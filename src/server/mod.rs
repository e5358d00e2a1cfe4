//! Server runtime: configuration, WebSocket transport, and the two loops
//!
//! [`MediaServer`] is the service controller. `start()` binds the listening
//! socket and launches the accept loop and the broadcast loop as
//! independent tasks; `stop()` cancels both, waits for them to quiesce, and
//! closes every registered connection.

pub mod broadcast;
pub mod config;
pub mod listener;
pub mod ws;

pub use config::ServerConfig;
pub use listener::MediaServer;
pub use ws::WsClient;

▬▬▬▬▬▬

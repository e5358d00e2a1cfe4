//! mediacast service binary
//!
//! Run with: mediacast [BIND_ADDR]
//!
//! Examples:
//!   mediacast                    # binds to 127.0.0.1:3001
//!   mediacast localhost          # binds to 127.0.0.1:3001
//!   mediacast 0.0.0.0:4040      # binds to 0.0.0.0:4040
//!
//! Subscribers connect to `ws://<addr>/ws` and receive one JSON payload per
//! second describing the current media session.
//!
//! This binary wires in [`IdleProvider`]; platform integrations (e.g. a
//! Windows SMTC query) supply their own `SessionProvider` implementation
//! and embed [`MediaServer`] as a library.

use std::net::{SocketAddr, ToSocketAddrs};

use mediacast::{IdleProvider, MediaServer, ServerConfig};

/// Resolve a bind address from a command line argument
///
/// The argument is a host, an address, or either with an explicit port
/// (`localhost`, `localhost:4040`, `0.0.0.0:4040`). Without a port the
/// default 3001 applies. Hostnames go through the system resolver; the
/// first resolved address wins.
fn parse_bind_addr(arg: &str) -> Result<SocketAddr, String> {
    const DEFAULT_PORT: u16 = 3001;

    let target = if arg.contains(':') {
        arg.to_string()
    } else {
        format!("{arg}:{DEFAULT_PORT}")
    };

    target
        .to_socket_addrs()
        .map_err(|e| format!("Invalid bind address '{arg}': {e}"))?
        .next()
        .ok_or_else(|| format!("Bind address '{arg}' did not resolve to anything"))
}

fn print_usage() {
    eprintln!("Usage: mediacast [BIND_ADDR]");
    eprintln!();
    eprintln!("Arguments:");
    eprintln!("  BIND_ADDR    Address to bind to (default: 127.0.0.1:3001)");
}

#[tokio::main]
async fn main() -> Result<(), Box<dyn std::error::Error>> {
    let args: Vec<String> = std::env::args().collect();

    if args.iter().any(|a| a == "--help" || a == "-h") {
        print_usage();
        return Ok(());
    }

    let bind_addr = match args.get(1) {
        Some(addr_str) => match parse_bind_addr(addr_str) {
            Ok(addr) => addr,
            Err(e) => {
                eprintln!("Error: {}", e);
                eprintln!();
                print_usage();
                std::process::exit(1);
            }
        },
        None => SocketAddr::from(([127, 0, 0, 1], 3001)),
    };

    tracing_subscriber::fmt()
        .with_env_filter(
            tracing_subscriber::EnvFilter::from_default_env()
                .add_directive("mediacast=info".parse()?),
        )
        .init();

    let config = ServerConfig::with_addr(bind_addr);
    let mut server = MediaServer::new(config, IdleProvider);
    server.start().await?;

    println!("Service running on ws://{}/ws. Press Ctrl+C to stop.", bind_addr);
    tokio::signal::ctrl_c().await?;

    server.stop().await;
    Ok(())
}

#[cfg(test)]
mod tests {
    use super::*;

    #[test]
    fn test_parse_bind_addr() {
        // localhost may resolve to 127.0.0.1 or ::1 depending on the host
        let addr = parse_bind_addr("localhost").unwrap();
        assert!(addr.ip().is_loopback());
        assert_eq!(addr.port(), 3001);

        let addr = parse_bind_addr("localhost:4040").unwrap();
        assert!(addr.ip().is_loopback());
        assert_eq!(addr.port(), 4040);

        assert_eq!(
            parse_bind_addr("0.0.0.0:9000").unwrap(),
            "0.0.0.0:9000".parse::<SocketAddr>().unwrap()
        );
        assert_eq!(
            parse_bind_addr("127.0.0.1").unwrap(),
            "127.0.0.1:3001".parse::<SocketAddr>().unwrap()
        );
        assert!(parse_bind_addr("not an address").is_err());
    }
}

▬▬▬▬▬▬

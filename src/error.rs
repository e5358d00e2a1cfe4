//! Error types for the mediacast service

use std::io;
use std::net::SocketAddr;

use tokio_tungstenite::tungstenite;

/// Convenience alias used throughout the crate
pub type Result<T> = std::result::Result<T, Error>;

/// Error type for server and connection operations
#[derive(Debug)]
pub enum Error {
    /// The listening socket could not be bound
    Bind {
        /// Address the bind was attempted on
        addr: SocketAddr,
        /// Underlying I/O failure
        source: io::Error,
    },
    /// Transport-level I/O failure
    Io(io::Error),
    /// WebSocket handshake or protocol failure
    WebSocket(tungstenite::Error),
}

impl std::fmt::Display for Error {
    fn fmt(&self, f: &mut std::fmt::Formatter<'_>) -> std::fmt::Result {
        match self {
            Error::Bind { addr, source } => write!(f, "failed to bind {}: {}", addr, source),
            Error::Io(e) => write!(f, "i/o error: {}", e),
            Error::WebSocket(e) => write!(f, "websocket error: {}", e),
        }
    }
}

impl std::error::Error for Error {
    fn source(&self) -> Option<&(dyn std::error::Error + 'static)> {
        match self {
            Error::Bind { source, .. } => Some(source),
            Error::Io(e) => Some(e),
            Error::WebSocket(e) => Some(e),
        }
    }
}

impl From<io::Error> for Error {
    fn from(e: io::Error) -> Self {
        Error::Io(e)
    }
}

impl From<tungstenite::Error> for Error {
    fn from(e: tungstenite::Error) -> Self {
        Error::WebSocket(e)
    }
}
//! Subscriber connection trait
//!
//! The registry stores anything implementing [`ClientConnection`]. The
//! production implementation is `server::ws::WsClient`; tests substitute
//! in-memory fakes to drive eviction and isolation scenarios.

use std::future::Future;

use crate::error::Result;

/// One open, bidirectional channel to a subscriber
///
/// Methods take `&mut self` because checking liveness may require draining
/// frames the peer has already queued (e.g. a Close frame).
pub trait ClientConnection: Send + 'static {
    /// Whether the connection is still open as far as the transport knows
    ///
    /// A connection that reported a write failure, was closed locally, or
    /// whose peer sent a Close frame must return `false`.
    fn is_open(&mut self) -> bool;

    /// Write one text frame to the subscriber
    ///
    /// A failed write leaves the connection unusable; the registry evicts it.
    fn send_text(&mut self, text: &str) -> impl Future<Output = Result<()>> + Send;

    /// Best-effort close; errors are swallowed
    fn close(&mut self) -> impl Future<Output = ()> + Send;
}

▬▬▬▬▬▬

Directions:
Report, with a number and no other words, how many lines of the listing contain "filename".

Exercise response:
2